The same glitch looks different depending on the terrain. Finance, medicine, a
relationship, a team — same mechanism, different costume.
Finance & investing
Financial advisors and traders who make numerous sequential buy/sell decisions throughout the day tend to become more heuristic-driven in later trades, herding toward consensus forecasts or defaulting to holding positions rather than executing carefully analyzed trades. Investors configuring complex portfolios tend to accept default allocations for later asset classes after actively customizing earlier ones.
Medicine & diagnosis
Clinicians making sequential patient decisions across long shifts show patterns of increased antibiotic prescribing, reduced cancer screening orders, and greater reliance on standard protocols rather than individualized assessment as their decision sessions progress. The effect resets partially after meal breaks.
Education & grading
Teachers grading large stacks of essays tend to become less discriminating in later papers, assigning scores closer to the class average. Students taking long standardized tests show declining performance on later sections not solely due to difficulty but partly because earlier test sections consumed decision-making resources.
Relationships
Couples making a long series of joint decisions—such as during wedding planning, home renovation, or moving—experience escalating conflict not because of disagreement on content but because depleted self-regulation makes each partner less patient, less willing to compromise, and more likely to snap over trivial choices.
Tech & product
Product designers exploit choice depletion by front-loading simple decisions (color, name) and placing upsells, add-ons, and data-sharing consent screens at the end of configuration flows when users are most likely to accept defaults.

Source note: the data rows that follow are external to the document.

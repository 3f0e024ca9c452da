//! Ordered fallbacks over candidate tables and column names.

use crate::error::{DataError, Result};
use polars::prelude::DataFrame;
use std::fmt::Display;
use tracing::{info, warn};

/// Try `candidates` in order and return the first that yields rows.
///
/// A candidate whose attempt errors, or succeeds with zero rows, is logged
/// and skipped. Attempts are strictly sequential and stop at the first
/// success. When every candidate is exhausted the error names all of them.
pub fn first_usable<'a, C, F>(
    dataset: &str,
    candidates: &'a [C],
    mut attempt: F,
) -> Result<(&'a C, DataFrame)>
where
    C: Display,
    F: FnMut(&C) -> Result<DataFrame>,
{
    let mut tried = Vec::with_capacity(candidates.len());

    for candidate in candidates {
        tried.push(candidate.to_string());
        info!(dataset, candidate = %candidate, "attempting source");

        match attempt(candidate) {
            Ok(df) if df.height() > 0 => {
                info!(dataset, candidate = %candidate, rows = df.height(), "source accepted");
                return Ok((candidate, df));
            }
            Ok(_) => {
                warn!(dataset, candidate = %candidate, "source returned no rows");
            }
            Err(e) => {
                warn!(dataset, candidate = %candidate, error = %e, "source unavailable");
            }
        }
    }

    Err(DataError::NoUsableSource {
        dataset: dataset.to_string(),
        tried,
    })
}

/// First name in `candidates` present in `columns`.
pub fn resolve_column(columns: &[String], candidates: &[&'static str]) -> Option<&'static str> {
    candidates
        .iter()
        .copied()
        .find(|name| columns.iter().any(|c| c == name))
}

#[cfg(test)]
mod tests {
    use super::*;
    use polars::prelude::*;

    fn frame(rows: usize) -> DataFrame {
        DataFrame::new(vec![Column::new("x".into(), vec![1i64; rows])]).unwrap()
    }

    #[test]
    fn test_first_usable_skips_errors_and_empty() {
        let candidates = ["a.missing", "a.empty", "a.good", "a.never"];
        let mut calls = Vec::new();

        let (chosen, df) = first_usable("test", &candidates, |c| {
            calls.push(c.to_string());
            match *c {
                "a.missing" => Err(DataError::TableNotFound(c.to_string())),
                "a.empty" => Ok(frame(0)),
                _ => Ok(frame(3)),
            }
        })
        .unwrap();

        assert_eq!(*chosen, "a.good");
        assert_eq!(df.height(), 3);
        // Short-circuits on the first success
        assert_eq!(calls, vec!["a.missing", "a.empty", "a.good"]);
    }

    #[test]
    fn test_first_usable_exhausted() {
        let candidates = ["x.one", "x.two"];
        let result = first_usable("forecast", &candidates, |_| Ok(frame(0)));

        match result {
            Err(DataError::NoUsableSource { dataset, tried }) => {
                assert_eq!(dataset, "forecast");
                assert_eq!(tried, vec!["x.one", "x.two"]);
            }
            other => panic!("expected NoUsableSource, got {:?}", other.map(|(c, _)| *c)),
        }
    }

    #[test]
    fn test_resolve_column_priority() {
        let columns = vec!["linkdt".to_string(), "sdate".to_string(), "lpermno".to_string()];
        assert_eq!(resolve_column(&columns, &["sdate", "startdate", "linkdt"]), Some("sdate"));
        assert_eq!(resolve_column(&columns, &["permno", "lpermno"]), Some("lpermno"));
        assert_eq!(resolve_column(&columns, &["score", "linkscore"]), None);
    }
}
//! Fama-French factors hosted on WRDS.

use crate::dates::month_end;
use crate::error::Result;
use crate::warehouse::{TableRef, Warehouse};
use polars::prelude::*;
use tracing::info;

/// Pull `ff.factors_monthly`, with `smb`/`hml` as floats and `date` rolled to
/// the month end.
pub fn pull_ff_factors_monthly<W: Warehouse + ?Sized>(warehouse: &W) -> Result<DataFrame> {
    let table = TableRef::new("ff", "factors_monthly")?;
    let ff = warehouse
        .get_table(&table, &["date"])?
        .lazy()
        .with_columns([
            month_end("date").alias("date"),
            col("smb").cast(DataType::Float64),
            col("hml").cast(DataType::Float64),
        ])
        .sort(["date"], Default::default())
        .collect()?;

    info!(rows = ff.height(), "pulled Fama-French monthly factors");
    Ok(ff)
}
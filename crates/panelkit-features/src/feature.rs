//! The `Feature` trait and the per-entity panel helpers shared by all
//! features.

use crate::error::{FeatureError, Result};
use polars::prelude::*;
use tracing::debug;

/// A derivation step over a panel.
///
/// `compute` only builds the lazy plan; `apply` validates the input columns
/// and collects.
pub trait Feature: std::fmt::Debug {
    /// Unique name of the feature.
    fn name(&self) -> &str;

    /// Columns the input frame must contain.
    fn required_columns(&self) -> &[&str];

    /// Add the feature columns to `data`.
    fn compute(&self, data: LazyFrame) -> Result<LazyFrame>;

    /// Validate `data` and compute the feature eagerly.
    fn apply(&self, data: DataFrame) -> Result<DataFrame> {
        require_columns(&data, self.name(), self.required_columns())?;
        debug!(feature = self.name(), rows = data.height(), "computing feature");
        Ok(self.compute(data.lazy())?.collect()?)
    }
}

/// Fail with [`FeatureError::MissingColumns`] unless every column exists.
pub fn require_columns(df: &DataFrame, feature: &str, columns: &[&str]) -> Result<()> {
    let present = df.get_column_names();
    let missing: Vec<String> = columns
        .iter()
        .filter(|c| !present.iter().any(|p| p.as_str() == **c))
        .map(|c| c.to_string())
        .collect();

    if missing.is_empty() {
        Ok(())
    } else {
        Err(FeatureError::MissingColumns {
            feature: feature.to_string(),
            columns: missing,
        })
    }
}

/// Value of `column` `periods` rows earlier within the same `entity`.
///
/// The frame must already be sorted by entity and period.
pub fn lag(column: &str, periods: i64, entity: &str) -> Expr {
    col(column).shift(lit(periods)).over([col(entity)])
}

/// Period-over-period difference of `column` within the same `entity`.
pub fn diff(column: &str, entity: &str) -> Expr {
    col(column) - lag(column, 1, entity)
}

#[cfg(test)]
mod tests {
    use super::*;

    #[test]
    fn test_require_columns_lists_missing() {
        let df = df! { "gvkey" => ["001"], "at" => [1.0] }.unwrap();
        assert!(require_columns(&df, "test", &["gvkey", "at"]).is_ok());

        match require_columns(&df, "test", &["gvkey", "sale", "csho"]) {
            Err(FeatureError::MissingColumns { feature, columns }) => {
                assert_eq!(feature, "test");
                assert_eq!(columns, vec!["sale", "csho"]);
            }
            other => panic!("unexpected result: {:?}", other),
        }
    }

    #[test]
    fn test_lag_stays_within_entity() {
        let df = df! {
            "id" => ["a", "a", "b", "b"],
            "x" => [1.0, 2.0, 10.0, 20.0],
        }
        .unwrap();

        let out = df
            .lazy()
            .with_columns([lag("x", 1, "id").alias("x_l1"), diff("x", "id").alias("x_d")])
            .collect()
            .unwrap();

        let lagged: Vec<Option<f64>> = out.column("x_l1").unwrap().f64().unwrap().into_iter().collect();
        assert_eq!(lagged, vec![None, Some(1.0), None, Some(10.0)]);
        let diffed: Vec<Option<f64>> = out.column("x_d").unwrap().f64().unwrap().into_iter().collect();
        assert_eq!(diffed, vec![None, Some(1.0), None, Some(10.0)]);
    }
}
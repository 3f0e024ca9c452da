//! Quarterly fundamentals.

use super::{FIRM, PERIOD};
use crate::error::Result;
use crate::feature::Feature;
use crate::ratios::safe_div;
use polars::prelude::*;

/// Columns read by [`QuarterlyFundamentals`].
pub const QUARTERLY_INPUTS: &[&str] =
    &["gvkey", "datadate", "cshprq", "ajexq", "niq", "saleq", "ceqq"];

/// Adds `adj_cshprq = cshprq * ajexq`, `net_margin_q = niq / saleq` and
/// `roe_q = niq / ceqq`.
#[derive(Debug, Default, Clone, Copy)]
pub struct QuarterlyFundamentals;

impl Feature for QuarterlyFundamentals {
    fn name(&self) -> &str {
        "quarterly_fundamentals"
    }

    fn required_columns(&self) -> &[&str] {
        QUARTERLY_INPUTS
    }

    fn compute(&self, data: LazyFrame) -> Result<LazyFrame> {
        Ok(data
            .sort([FIRM, PERIOD], Default::default())
            .with_columns([
                (col("cshprq") * col("ajexq")).alias("adj_cshprq"),
                safe_div(col("niq"), col("saleq")).alias("net_margin_q"),
                safe_div(col("niq"), col("ceqq")).alias("roe_q"),
            ]))
    }
}
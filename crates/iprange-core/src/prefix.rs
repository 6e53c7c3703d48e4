//! CIDR expression parsing
//!
//! Sources return raw range expressions as strings. An expression is either a
//! CIDR form (`1.2.3.0/24`, `2001:db8::/32`) or a bare address, which maps to
//! a full-length prefix (`1.2.3.4` → `1.2.3.4/32`).

use ipnetwork::IpNetwork;
use std::net::IpAddr;

use crate::error::{Error, Result};

/// Parse one raw range expression into a prefix
pub fn parse_range_expression(expr: &str) -> Result<IpNetwork> {
    let expr = expr.trim();
    if expr.is_empty() {
        return Err(Error::parse(expr, "empty expression"));
    }

    if expr.contains('/') {
        expr.parse::<IpNetwork>()
            .map_err(|e| Error::parse(expr, e.to_string()))
    } else {
        // Bare address: full-length prefix for its family
        expr.parse::<IpAddr>()
            .map(IpNetwork::from)
            .map_err(|e| Error::parse(expr, e.to_string()))
    }
}

/// Parse a full fetch result, all-or-nothing
///
/// If any single expression fails to parse, the whole batch is rejected: an
/// incomplete range list could under-match, so a stale snapshot is preferred
/// over a partial one.
pub fn parse_range_expressions<S: AsRef<str>>(raw: &[S]) -> Result<Vec<IpNetwork>> {
    let mut prefixes = Vec::with_capacity(raw.len());
    for expr in raw {
        prefixes.push(parse_range_expression(expr.as_ref())?);
    }
    Ok(prefixes)
}

#[cfg(test)]
mod tests {
    use super::*;

    #[test]
    fn parses_v4_cidr() {
        let prefix = parse_range_expression("1.2.3.0/24").unwrap();
        assert_eq!(prefix.to_string(), "1.2.3.0/24");
        assert_eq!(prefix.prefix(), 24);
    }

    #[test]
    fn parses_v6_cidr() {
        let prefix = parse_range_expression("2001:db8::/32").unwrap();
        assert!(prefix.is_ipv6());
        assert_eq!(prefix.prefix(), 32);
    }

    #[test]
    fn bare_address_gets_full_length_prefix() {
        let v4 = parse_range_expression("9.9.9.9").unwrap();
        assert_eq!(v4.prefix(), 32);

        let v6 = parse_range_expression("2001:db8::1").unwrap();
        assert_eq!(v6.prefix(), 128);
    }

    #[test]
    fn surrounding_whitespace_is_tolerated() {
        let prefix = parse_range_expression("  10.0.0.0/8 ").unwrap();
        assert_eq!(prefix.to_string(), "10.0.0.0/8");
    }

    #[test]
    fn rejects_junk() {
        assert!(parse_range_expression("not-a-cidr").is_err());
        assert!(parse_range_expression("").is_err());
        assert!(parse_range_expression("1.2.3.0/99").is_err());
    }

    #[test]
    fn batch_parse_is_all_or_nothing() {
        let raw = ["1.2.3.0/24", "not-a-cidr", "10.0.0.0/8"];
        assert!(parse_range_expressions(&raw).is_err());

        let raw = ["1.2.3.0/24", "2001:db8::/32"];
        let prefixes = parse_range_expressions(&raw).unwrap();
        assert_eq!(prefixes.len(), 2);
        assert_eq!(prefixes[0].to_string(), "1.2.3.0/24");
        assert_eq!(prefixes[1].to_string(), "2001:db8::/32");
    }
}
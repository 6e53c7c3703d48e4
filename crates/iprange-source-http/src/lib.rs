// # HTTP Range Source
//
// This crate provides an HTTP-based range source for the IP-range refresh
// cache.
//
// ## Purpose
//
// Fetches lists of CIDR range expressions from one or more HTTP(S) endpoints,
// one per address family. Each endpoint is expected to return a JSON array of
// strings, e.g. `["1.2.3.0/24", "5.6.7.8"]` — the bunny.net edge server list
// format.
//
// ## Responsibility Boundary
//
// This crate only performs the outward calls and returns raw expressions in
// endpoint order. Parsing, validation, scheduling and caching all live in
// `iprange-core`; in particular the all-or-nothing parse policy is enforced
// there, not here.

use async_trait::async_trait;
use iprange_core::{Error, RangeSource, Result};
use tracing::debug;

/// bunny.net edge server list, IPv4
pub const BUNNY_EDGE_IPV4_URL: &str = "https://api.bunny.net/system/edgeserverlist";

/// bunny.net edge server list, IPv6
pub const BUNNY_EDGE_IPV6_URL: &str = "https://api.bunny.net/system/edgeserverlist/ipv6";

/// HTTP-based range source
///
/// Queries a fixed set of endpoints in order and concatenates their entries,
/// preserving order. Any endpoint failure fails the whole fetch; the caller's
/// refresh cycle treats that as a transient error.
pub struct HttpRangeSource {
    /// Endpoints to query, in order
    urls: Vec<String>,

    /// HTTP client (connection pooling, TLS)
    client: reqwest::Client,
}

impl HttpRangeSource {
    /// Create a source querying the given endpoints
    pub fn new(urls: Vec<String>) -> Self {
        Self::with_client(urls, reqwest::Client::new())
    }

    /// Create a source with a caller-supplied client
    ///
    /// Note that a client-level timeout stacks with the cache's per-fetch
    /// deadline; leave the client unbounded if the cache owns the deadline.
    pub fn with_client(urls: Vec<String>, client: reqwest::Client) -> Self {
        Self { urls, client }
    }

    /// Source for the bunny.net edge server lists, both address families
    pub fn bunny_edge_list() -> Self {
        Self::new(vec![
            BUNNY_EDGE_IPV4_URL.to_string(),
            BUNNY_EDGE_IPV6_URL.to_string(),
        ])
    }

    /// The endpoints this source queries
    pub fn urls(&self) -> &[String] {
        &self.urls
    }

    async fn fetch_one(&self, url: &str) -> Result<Vec<String>> {
        let response = self
            .client
            .get(url)
            .send()
            .await
            .map_err(|e| Error::source(format!("request to {url} failed: {e}")))?;

        if !response.status().is_success() {
            return Err(Error::source(format!(
                "{url} returned HTTP {}",
                response.status()
            )));
        }

        let body = response
            .text()
            .await
            .map_err(|e| Error::source(format!("failed to read response from {url}: {e}")))?;

        let entries: Vec<String> = serde_json::from_str(&body)
            .map_err(|e| Error::source(format!("{url} returned invalid JSON: {e}")))?;

        debug!(url, entries = entries.len(), "fetched range list");
        Ok(entries)
    }
}

#[async_trait]
impl RangeSource for HttpRangeSource {
    async fn fetch_ranges(&self) -> Result<Vec<String>> {
        let mut ranges = Vec::new();
        for url in &self.urls {
            ranges.extend(self.fetch_one(url).await?);
        }
        Ok(ranges)
    }

    fn source_name(&self) -> &'static str {
        "http"
    }
}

Subscription services bury complex opt-out choices behind long sequences of preference settings.
Workplace & hiring
Managers who schedule hiring panels, budget reviews, and strategic planning back-to-back find that decisions made in later meetings are more likely to default to the status quo or rubber-stamp proposals without scrutiny. Late-afternoon meeting decisions disproportionately favor the easiest or most familiar option.
Politics Media
Voters facing long, complex ballots show significantly higher abstention rates and greater reliance on heuristic shortcuts—such as picking the first-listed candidate or voting to maintain the status quo—for items appearing later on the ballot. Legislators voting on long sequences of bills increasingly follow party-line defaults rather than exercising independent judgment.